House chairman: Pentagon benefits boost brings weapons reductions

House Armed Services Committee Chairman Duncan Hunter, R-Calif., Thursday said the Pentagon's proposal to curb funding for the Air Force's next generation stealth fighter illustrates the growing tension between entitlement spending and military modernization in the Bush budget.

The Air Force's F/A-22 is one of several big-ticket weapons systems on the chopping block in the fiscal 2006 budget request. Proponents of the high-performance fighter say it is needed to maintain air superiority.

The problem is "it costs a lot of money," Hunter said, adding that the aircraft's funding will be reduced in the near future in an effort to rein in spending. "To some degree that reflects a problem we have, the tension that we have in the defense budget," Hunter said.
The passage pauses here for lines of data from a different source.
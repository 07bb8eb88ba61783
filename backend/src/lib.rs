//! Personal task service: ownership-scoped task CRUD over HTTP plus a few
//! model-backed helpers for drafting, suggesting, categorising and summarising
//! tasks.

pub mod ai;
pub mod auth;
pub mod config;
pub mod error;
pub mod handlers;
pub mod routes;
pub mod store;
pub mod tasks;

pub use routes::{cors_layer, router, AppState};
In recent years, the Pentagon has increased military personnel benefits to include more family separation pay, medical pay and healthcare benefits for members of the National Guard and Reserve. And the Pentagon's $419.3 billion budget for fiscal 2006 and its anticipated $80 billion fiscal 2005 supplemental request are no exception.
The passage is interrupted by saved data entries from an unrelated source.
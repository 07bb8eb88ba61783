use async_trait::async_trait;
use reqwest::Client;
use serde::{Deserialize, Serialize};

use super::{AiError, TextModel};
use crate::config::GeminiConfig;

/// `generateContent` client for the Gemini API.
#[derive(Debug, Clone)]
pub struct GeminiClient {
    client: Client,
    api_key: String,
    model: String,
    base_url: String,
}

impl GeminiClient {
    pub fn new(config: &GeminiConfig) -> Self {
        Self {
            client: Client::new(),
            api_key: config.api_key.trim().to_string(),
            model: config.model.clone(),
            base_url: config.base_url.trim_end_matches('/').to_string(),
        }
    }

    fn endpoint(&self) -> String {
        format!(
            "{}/v1beta/models/{}:generateContent",
            self.base_url, self.model
        )
    }
}

#[async_trait]
impl TextModel for GeminiClient {
    async fn generate(&self, prompt: &str) -> Result<String, AiError> {
        if self.api_key.is_empty() {
            return Err(AiError::NotConfigured);
        }

        let request = GenerateRequest::from_prompt(prompt);
        tracing::debug!(model = %self.model, prompt_chars = prompt.len(), "calling gemini");

        let response = self
            .client
            .post(self.endpoint())
            .header("x-goog-api-key", &self.api_key)
            .json(&request)
            .send()
            .await?;

        if !response.status().is_success() {
            let status = response.status().as_u16();
            let body = response.text().await.unwrap_or_default();
            return Err(AiError::Status { status, body });
        }

        let response: GenerateResponse = response.json().await?;
        reply_text(response)
    }
}

/// Concatenates the text parts of the first candidate.
fn reply_text(response: GenerateResponse) -> Result<String, AiError> {
    let text: String = response
        .candidates
        .unwrap_or_default()
        .into_iter()
        .next()
        .and_then(|candidate| candidate.content)
        .map(|content| {
            content
                .parts
                .into_iter()
                .filter_map(|part| part.text)
                .collect()
        })
        .unwrap_or_default();

    if text.trim().is_empty() {
        return Err(AiError::EmptyReply);
    }
    Ok(text)
}

#[derive(Debug, Serialize)]
struct GenerateRequest {
    contents: Vec<Content>,
}

impl GenerateRequest {
    fn from_prompt(prompt: &str) -> Self {
        Self {
            contents: vec![Content {
                role: "user".to_string(),
                parts: vec![Part {
                    text: prompt.to_string(),
                }],
            }],
        }
    }
}

#[derive(Debug, Serialize)]
struct Content {
    role: String,
    parts: Vec<Part>,
}

#[derive(Debug, Serialize)]
struct Part {
    text: String,
}

#[derive(Debug, Deserialize)]
struct GenerateResponse {
    candidates: Option<Vec<Candidate>>,
}

#[derive(Debug, Deserialize)]
struct Candidate {
    content: Option<ResponseContent>,
}

#[derive(Debug, Deserialize)]
struct ResponseContent {
    #[serde(default)]
    parts: Vec<ResponsePart>,
}

#[derive(Debug, Deserialize)]
struct ResponsePart {
    text: Option<String>,
}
But Hunter, a vocal proponent of increased investment in military weapons and technologies, said last week that the Pentagon must strike the right balance between entitlement spending and modernization. "We have to balance this requirement," he said, adding that the military should strive to give the best of both worlds to its personnel, providing benefits to troops as well as the cutting-edge technologies they need on the battlefield.